Mintlify's linting workflow covers prose linting, internal link checks in CI, external link checking through local and scheduled runs, and configurable CI enforcement.

  • Prose linting with Vale: Mintlify runs Vale as a CI check for Markdown and MDX. The check uses the .vale.ini file in the root content directory and any configuration files in the specified stylesPath. When the repository does not include a Vale config file, Mintlify loads a default configuration. Results appear as a pull request check status.
  • Broken internal links: Mintlify's broken-link CI check searches documentation content for broken internal links between pages on the same site. Results show which files contain broken links, and writers can also run mint broken-links locally before opening a pull request.
  • External links: Mintlify's automated broken-link CI check does not validate external URLs. For local checks, mint broken-links --check-external checks outbound URLs. For continuous coverage, a scheduled workflow can run external link checks on a recurring basis so external link failures do not depend on pull request timing.
  • Enforcement: Each CI check can run at the Warning or Blocking level from the dashboard. A Warning check reports issues without failing the pull request, whereas a Blocking check returns a failure status if it finds errors or suggestions. CI checks are included on Pro and Enterprise plans for GitHub repositories.

Add Mintlify CI checks to catch docs issues before merge.

Frequently Asked Questions

What's the difference between Vale and markdownlint?

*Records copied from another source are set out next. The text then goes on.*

// This software is licensed under a dual license model:
//
// GNU Affero General Public License v3 (AGPLv3): You may use, modify, and
// distribute this software under the terms of the AGPLv3.
//
// Elastic License v2 (ELv2): You may also use, modify, and distribute this
// software under the Elastic License v2, which has specific restrictions.
//
// We welcome any commercial collaboration or support. For inquiries
// regarding the licenses, please contact us at:
// vectorchord-inquiry@tensorchord.ai
//
// Copyright (c) 2025 TensorChord Inc.

/// A named feature level. Kernels are compiled once per level they list.
pub struct TargetCpu {
    pub name: &'static str,
    pub arch: &'static str,
    pub features: &'static [&'static str],
}

pub const TARGET_CPUS: &[TargetCpu] = &[
    // x86-64-v4 without avx512f16: 16 f32 lanes, masked loads
    TargetCpu {
        name: "v4",
        arch: "x86_64",
        features: &[
            "avx512f", "avx512bw", "avx512cd", "avx512dq", "avx512vl", // simd
            "bmi1", "bmi2", "lzcnt", "movbe", "popcnt", // bit-operations
        ],
    },
    // x86-64-v3: 8 f32 lanes, f16c conversion, fma
    TargetCpu {
        name: "v3",
        arch: "x86_64",
        features: &[
            "avx", "avx2", "f16c", "fma", // simd
            "bmi1", "bmi2", "lzcnt", "movbe", "popcnt", // bit-operations
        ],
    },
    // x86-64-v2: 4 f32 lanes, no fma
    TargetCpu {
        name: "v2",
        arch: "x86_64",
        features: &[
            "sse4.1", "sse4.2", // simd
            "popcnt", // bit-operations
        ],
    },
    TargetCpu {
        name: "a2",
        arch: "aarch64",
        features: &[
            "neon", // simd
        ],
    },
];

pub fn find(name: &str) -> Option<&'static TargetCpu> {
    TARGET_CPUS
        .iter()
        .find(|target_cpu| target_cpu.name == name)
}
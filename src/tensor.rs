// This software is licensed under a dual license model:
//
// GNU Affero General Public License v3 (AGPLv3): You may use, modify, and
// distribute this software under the terms of the AGPLv3.
//
// Elastic License v2 (ELv2): You may also use, modify, and distribute this
// software under the Elastic License v2, which has specific restrictions.
//
// We welcome any commercial collaboration or support. For inquiries
// regarding the licenses, please contact us at:
// vectorchord-inquiry@tensorchord.ai
//
// Copyright (c) 2025 TensorChord Inc.

use crate::error::{DiffError, UnknownElementType};
use simd::f16;
use std::fmt::{Display, Formatter};
use std::str::FromStr;

#[derive(Debug, Clone, Copy, PartialEq, Eq, Hash)]
pub enum ElementType {
    F32,
    F16,
}

impl Display for ElementType {
    fn fmt(&self, f: &mut Formatter<'_>) -> std::fmt::Result {
        match self {
            ElementType::F32 => write!(f, "f32"),
            ElementType::F16 => write!(f, "f16"),
        }
    }
}

impl FromStr for ElementType {
    type Err = UnknownElementType;

    fn from_str(s: &str) -> Result<Self, Self::Err> {
        match s {
            "f32" => Ok(ElementType::F32),
            "f16" => Ok(ElementType::F16),
            _ => Err(UnknownElementType(s.to_string())),
        }
    }
}

/// Sizes and strides of up to four dimensions, innermost first. Unused
/// dimensions have size 1.
#[derive(Debug, Clone, Copy, PartialEq, Eq, Hash)]
pub struct Layout {
    pub shape: [u32; 4],
    pub strides: [u32; 4],
}

impl Layout {
    pub fn contiguous(shape: [u32; 4]) -> Self {
        let mut strides = [0u32; 4];
        let mut stride = 1u32;
        for i in 0..4 {
            strides[i] = stride;
            stride = stride.saturating_mul(shape[i]);
        }
        Self { shape, strides }
    }

    pub fn vector(len: u32) -> Self {
        Self::contiguous([len, 1, 1, 1])
    }

    /// Number of elements, or `None` if it does not fit in `usize`.
    pub fn count(&self) -> Option<usize> {
        self.shape
            .iter()
            .try_fold(1usize, |count, &x| count.checked_mul(x as usize))
    }
}

impl Display for Layout {
    fn fmt(&self, f: &mut Formatter<'_>) -> std::fmt::Result {
        let [a, b, c, d] = self.shape;
        let [e, g, h, i] = self.strides;
        write!(f, "[{a}, {b}, {c}, {d}] / [{e}, {g}, {h}, {i}]")
    }
}

/// A tensor whose contents can be brought to host memory.
pub trait Tensor {
    fn element_type(&self) -> ElementType;

    fn layout(&self) -> Layout;

    fn count(&self) -> Option<usize> {
        self.layout().count()
    }

    /// Replaces the contents of `out` with every element promoted to `f32`.
    fn download(&self, out: &mut Vec<f32>) -> Result<(), DiffError>;
}

#[derive(Debug, Clone, PartialEq)]
pub enum HostData {
    F32(Vec<f32>),
    F16(Vec<f16>),
}

impl HostData {
    pub fn element_type(&self) -> ElementType {
        match self {
            HostData::F32(_) => ElementType::F32,
            HostData::F16(_) => ElementType::F16,
        }
    }

    pub fn len(&self) -> usize {
        match self {
            HostData::F32(x) => x.len(),
            HostData::F16(x) => x.len(),
        }
    }

    pub fn is_empty(&self) -> bool {
        self.len() == 0
    }
}

/// A densely stored tensor in host memory.
#[derive(Debug, Clone, PartialEq)]
pub struct HostTensor {
    layout: Layout,
    data: HostData,
}

impl HostTensor {
    pub fn new(layout: Layout, data: HostData) -> Result<Self, DiffError> {
        let Some(count) = layout.count() else {
            return Err(DiffError::LayoutOverflow(layout));
        };
        if count != data.len() {
            return Err(DiffError::LengthMismatch {
                lhs: count,
                rhs: data.len(),
            });
        }
        Ok(Self { layout, data })
    }
}

impl Tensor for HostTensor {
    fn element_type(&self) -> ElementType {
        self.data.element_type()
    }

    fn layout(&self) -> Layout {
        self.layout
    }

    fn download(&self, out: &mut Vec<f32>) -> Result<(), DiffError> {
        out.clear();
        match &self.data {
            HostData::F32(x) => out.extend_from_slice(x),
            HostData::F16(x) => out.extend(x.iter().map(|x| x.to_f32())),
        }
        Ok(())
    }
}

#[cfg(test)]
mod tests {
    use super::*;

    #[test]
    fn contiguous_strides() {
        let layout = Layout::contiguous([3, 4, 5, 1]);
        assert_eq!(layout.strides, [1, 3, 12, 60]);
        assert_eq!(layout.count(), Some(60));
        assert_eq!(Layout::vector(7).count(), Some(7));
        assert_eq!(layout.to_string(), "[3, 4, 5, 1] / [1, 3, 12, 60]");
    }

    #[test]
    fn element_type_parse() {
        assert_eq!("f32".parse::<ElementType>(), Ok(ElementType::F32));
        assert_eq!("f16".parse::<ElementType>(), Ok(ElementType::F16));
        assert!("bf16".parse::<ElementType>().is_err());
        assert_eq!(ElementType::F16.to_string(), "f16");
    }

    #[test]
    fn host_tensor_checks_count() {
        let data = HostData::F32(vec![1.0, 2.0]);
        let err = HostTensor::new(Layout::vector(3), data).unwrap_err();
        assert!(matches!(err, DiffError::LengthMismatch { lhs: 3, rhs: 2 }));
    }

    #[test]
    fn count_overflow() {
        let huge = Layout::contiguous([65536; 4]);
        assert_eq!(huge.count(), None);
        assert_eq!(Layout::contiguous([65536, 256, 1, 1]).count(), Some(1 << 24));
        let err = HostTensor::new(huge, HostData::F32(Vec::new())).unwrap_err();
        assert!(matches!(err, DiffError::LayoutOverflow(layout) if layout == huge), "{err}");
    }

    #[test]
    fn host_tensor_download() {
        let tensor = HostTensor::new(
            Layout::contiguous([2, 2, 1, 1]),
            HostData::F16(vec![
                f16::from_f32(1.0),
                f16::from_f32(-0.5),
                f16::from_f32(2.0),
                f16::INFINITY,
            ]),
        )
        .unwrap();
        assert_eq!(tensor.element_type(), ElementType::F16);
        assert_eq!(tensor.count(), Some(4));
        let mut out = vec![9.0; 10];
        tensor.download(&mut out).unwrap();
        assert_eq!(out, vec![1.0, -0.5, 2.0, f32::INFINITY]);
    }
}
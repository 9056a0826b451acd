// This software is licensed under a dual license model:
//
// GNU Affero General Public License v3 (AGPLv3): You may use, modify, and
// distribute this software under the terms of the AGPLv3.
//
// Elastic License v2 (ELv2): You may also use, modify, and distribute this
// software under the Elastic License v2, which has specific restrictions.
//
// We welcome any commercial collaboration or support. For inquiries
// regarding the licenses, please contact us at:
// vectorchord-inquiry@tensorchord.ai
//
// Copyright (c) 2025 TensorChord Inc.

use crate::tensor::{ElementType, Layout};

#[derive(Debug, thiserror::Error)]
pub enum DiffError {
    #[error("layouts differ: {lhs} and {rhs}")]
    LayoutMismatch { lhs: Layout, rhs: Layout },
    #[error("element types differ: {lhs} and {rhs}")]
    ElementTypeMismatch { lhs: ElementType, rhs: ElementType },
    #[error("layout {0} has more elements than the address space")]
    LayoutOverflow(Layout),
    #[error("downloaded lengths differ: {lhs} and {rhs}")]
    LengthMismatch { lhs: usize, rhs: usize },
    #[error("comparing {0} tensors is not implemented")]
    NotImplemented(ElementType),
    #[error("dump of {len} bytes is not a whole number of {element} elements")]
    Misaligned { len: usize, element: &'static str },
    #[error(transparent)]
    Io(#[from] std::io::Error),
    #[error("failed to parse options: {0}")]
    Config(#[from] toml::de::Error),
    #[error("invalid options: {0}")]
    Validation(#[from] validator::ValidationErrors),
}

#[derive(Debug, Clone, PartialEq, Eq, thiserror::Error)]
#[error("unknown element type `{0}`, expected `f32` or `f16`")]
pub struct UnknownElementType(pub String);
// This software is licensed under a dual license model:
//
// GNU Affero General Public License v3 (AGPLv3): You may use, modify, and
// distribute this software under the terms of the AGPLv3.
//
// Elastic License v2 (ELv2): You may also use, modify, and distribute this
// software under the Elastic License v2, which has specific restrictions.
//
// We welcome any commercial collaboration or support. For inquiries
// regarding the licenses, please contact us at:
// vectorchord-inquiry@tensorchord.ai
//
// Copyright (c) 2025 TensorChord Inc.

//! Parity checks between two computations of the same tensor.

mod diff;
mod dump;
mod error;
mod options;
mod shapes;
mod tensor;

pub use diff::{TensorDiff, compute_diff, compute_tensor_diff};
pub use dump::{Dumper, read_elements};
pub use error::{DiffError, UnknownElementType};
pub use options::DiffOptions;
pub use shapes::ShapeLogger;
pub use simd::{Floating, f16};
pub use tensor::{ElementType, HostData, HostTensor, Layout, Tensor};

// dependencies of the binary
use anyhow as _;
use clap as _;
use env_logger as _;
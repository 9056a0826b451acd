// This software is licensed under a dual license model:
//
// GNU Affero General Public License v3 (AGPLv3): You may use, modify, and
// distribute this software under the terms of the AGPLv3.
//
// Elastic License v2 (ELv2): You may also use, modify, and distribute this
// software under the Elastic License v2, which has specific restrictions.
//
// We welcome any commercial collaboration or support. For inquiries
// regarding the licenses, please contact us at:
// vectorchord-inquiry@tensorchord.ai
//
// Copyright (c) 2025 TensorChord Inc.

#![allow(unused_crate_dependencies)]

use anyhow::{Context, Result};
use clap::Parser;
use std::path::{Path, PathBuf};
use std::process::ExitCode;
use tensordiff::{
    DiffOptions, Dumper, ElementType, Floating, TensorDiff, compute_diff, f16, read_elements,
};

/// Compares two raw dumps of the same tensor.
#[derive(Parser)]
#[command(version)]
struct Cli {
    /// Element type of both dumps.
    element_type: ElementType,
    /// Relative paths are resolved against the configured dump directory.
    lhs: PathBuf,
    rhs: PathBuf,
    /// TOML file with tolerances.
    #[arg(short, long)]
    config: Option<PathBuf>,
    #[arg(short, long)]
    label: Option<String>,
}

fn diff_files<T: Floating + zerocopy::FromBytes>(
    dumper: &Dumper,
    lhs: &Path,
    rhs: &Path,
) -> Result<TensorDiff> {
    let (lhs, rhs) = (dumper.resolve(lhs), dumper.resolve(rhs));
    let x = read_elements::<T>(&lhs).with_context(|| format!("reading {lhs:?}"))?;
    let y = read_elements::<T>(&rhs).with_context(|| format!("reading {rhs:?}"))?;
    if x.len() != y.len() {
        anyhow::bail!(
            "{lhs:?} has {} elements but {rhs:?} has {}",
            x.len(),
            y.len()
        );
    }
    Ok(compute_diff(&x, &y))
}

fn main() -> Result<ExitCode> {
    env_logger::Builder::from_env(env_logger::Env::default().default_filter_or("info"))
        .init();
    let cli = Cli::parse();
    let options = match &cli.config {
        Some(path) => {
            let s = std::fs::read_to_string(path).with_context(|| format!("reading {path:?}"))?;
            DiffOptions::from_toml(&s).with_context(|| format!("loading {path:?}"))?
        }
        None => DiffOptions::default(),
    };
    let dumper = Dumper::new(&options.dump_directory);
    let diff = match cli.element_type {
        ElementType::F32 => diff_files::<f32>(&dumper, &cli.lhs, &cli.rhs)?,
        ElementType::F16 => diff_files::<f16>(&dumper, &cli.lhs, &cli.rhs)?,
    };
    diff.print(cli.label.as_deref());
    println!("{diff}");
    if diff.within(&options) {
        Ok(ExitCode::SUCCESS)
    } else {
        log::info!(
            "outside tolerances: max_abs_diff <= {}, avg_diff_squared <= {}",
            options.max_abs_diff_tolerance,
            options.avg_diff_squared_tolerance
        );
        Ok(ExitCode::FAILURE)
    }
}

Vale checks the words in your docs. It flags terminology drift, tone issues, readability problems, and style guide violations in Markdown or MDX content. markdownlint checks the Markdown structure, including heading order, list formatting, table syntax, and spacing rules. Many docs teams use both because prose quality and Markdown correctness require different checks.

Can documentation linting block a merge?

Yes, when the check runs in CI at a blocking level. A failing blocking check returns a failure status on the pull request and stops the merge until the writer fixes the flagged lines or a maintainer overrides the check with admin merge rights. Keeping link checks blocking and style rules at warning lets the gate stop genuinely broken pages while a writer clears style debt over several pull requests.

Mintlify's CI check covers internal links; external URLs run through mint broken-links --check-external locally or a scheduled workflow. External checks usually stay off the merge gate on purpose because third-party servers rate-limit automated requests or return a 403 to bots, resulting in failures unrelated to the writer's change. A daily or weekly scan detects a genuinely dead URL without blocking an unrelated pull request due to a false alarm.

Do I need linting for a small docs site?

For a handful of pages maintained by one or two writers, manual review still catches most issues, so the payoff comes mainly from internal link checks that flag dead pages after a rename. The case for prose linting grows with the number of contributors, because that's when terminology drifts faster than any single reviewer can track. When prose and link checks need to be part of pull request reviews, Mintlify CI checks can run Vale and broken internal-link checks directly on GitHub pull requests.